When travelling to any country in Africa, you will encounter a huge difference regarding the perception of time – or how many call it you will get to know the ‘African time’.

Of course as a German I grew up with the very true cliché that being on time is a crucial behaviour if not a well-kept value. I like to think about myself as a relaxed person but sometimes I catch myself getting nervous if I realise I will be five minutes late for a meeting or appointment. A habit infused to me by my culture but that I learned to let go immediately when I lived and travelled to the African continent.

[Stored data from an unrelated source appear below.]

//! In-process backing store
//!
//! Holds the tables the shipped allowlist exposes (`hierarchy_nodes`,
//! `entities`, `assignments`, `audit_records`) and the two named procedures, behind one mutex. A sync apply checks every guard
//! before touching any row, so a conflicted apply leaves no trace.

use async_trait::async_trait;
use chrono::{DateTime, Utc};
use serde::Deserialize;
use serde_json::{json, Map, Value as JsonValue};
use skillgate_common::types::{Assignment, Entity, EntityId, HierarchyNode, NodeId, ProficiencyLevel};
use std::cmp::Ordering;
use std::path::Path;
use std::sync::atomic::{AtomicU64, Ordering as AtomicOrdering};
use std::sync::{Mutex, MutexGuard};

use super::{AssignmentStore, NewNode, ReadBackend, Row, StoreError};
use crate::audit::{self, AuditLogger, AuditRecord, MutationContext, ASSIGNMENTS_TABLE};
use crate::hierarchy;
use crate::query::{FilterPredicate, ProcedureCall, Scalar, SelectStatement};
use crate::sync::{AppliedChange, ApplyOutcome, ChangeKind, SyncConflict, SyncPlan};

const NODE_COLUMNS: &[&str] = &["id", "parent_id", "level", "attributes", "disabled"];
const ENTITY_COLUMNS: &[&str] = &["id", "org_path", "attributes"];
const ASSIGNMENT_COLUMNS: &[&str] =
    &["entity_id", "node_id", "proficiency_level", "version", "updated_at"];
const AUDIT_COLUMNS: &[&str] = &[
    "id",
    "actor",
    "operation",
    "target_table",
    "target_keys",
    "before_value",
    "after_value",
    "correlation_id",
    "timestamp",
];
const SUBTREE_COLUMNS: &[&str] = &["id", "parent_id", "level", "attributes", "disabled", "depth"];
const MATRIX_COLUMNS: &[&str] = &[
    "entity_id",
    "node_id",
    "node_level",
    "proficiency_level",
    "version",
    "updated_at",
];

#[derive(Debug, Clone)]
struct VersionRow {
    entity_id: EntityId,
    node_id: NodeId,
    proficiency_level: ProficiencyLevel,
    version: i64,
    updated_at: DateTime<Utc>,
    superseded_at: Option<DateTime<Utc>>,
}

impl VersionRow {
    fn is_active(&self) -> bool {
        self.superseded_at.is_none()
    }

    fn assignment(&self) -> Assignment {
        Assignment {
            entity_id: self.entity_id.clone(),
            node_id: self.node_id.clone(),
            proficiency_level: self.proficiency_level,
            version: self.version,
            updated_at: self.updated_at,
        }
    }

    fn to_row(&self) -> Row {
        let mut row = Map::new();
        row.insert("entity_id".into(), json!(self.entity_id));
        row.insert("node_id".into(), json!(self.node_id));
        row.insert("proficiency_level".into(), json!(self.proficiency_level.ordinal()));
        row.insert("version".into(), json!(self.version));
        row.insert("updated_at".into(), json!(self.updated_at));
        row
    }
}

#[derive(Debug, Default)]
struct MemoryState {
    nodes: Vec<HierarchyNode>,
    entities: Vec<Entity>,
    versions: Vec<VersionRow>,
    audit: Vec<AuditRecord>,
}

To get this out of the way: I do not blame Africans for being lazy or sloppy. The contrary is true! I rarely met people working so hard to make a living. However, even if people are having a tough live with little money and difficult living conditions they keep relaxed and do not panic when something does not go as planned.

No train? No worries..

Of course sometimes there is no choice whether to be on time or not when you look at factors like infrastructure and public transport in many (if not all) African countries. How can you be on time with a high probability that your transport is late, broken or overcrowded?

One exemplary experience I had was when I once waited for 3 hours to pick up some health workers from a train station in the Western Cape region of South Africa. The ladies got up at 4am to travel from the townships they live in to meet me at a train station to. But as it is, their train was delayed due to an accident on the tracks and they had to wait patiently in an overcrowded carrier knowing that their slightly nervous colleague from Germany is waiting to pick them up. When they arrived I expected a grumpy and at least complaining attitude but was surprised when I was greeted with smiling faces, laughter and exited chatting. After all they had made it to their destination – so why worry?

African time in Germany? Yes, please!

Now since that and other experiences I always have to smile to myself when I am waiting at a German train station and a train happens to be delayed. In the exact moment the delay is announced, you can feel a wave of annoyance rolling over the platform even if the train is delayed for as little as 5 minutes.

I have not been abroad for a longer period and have been living in Germany for two years now. So sometimes I catch myself rolling my eyes when my train is delayed for as little as five minutes, as well. You know, you tend to go with the flow.

But in such moments I try to remind myself of the ‘African time’ and suddenly a delayed train is not worth worrying about – even in Germany.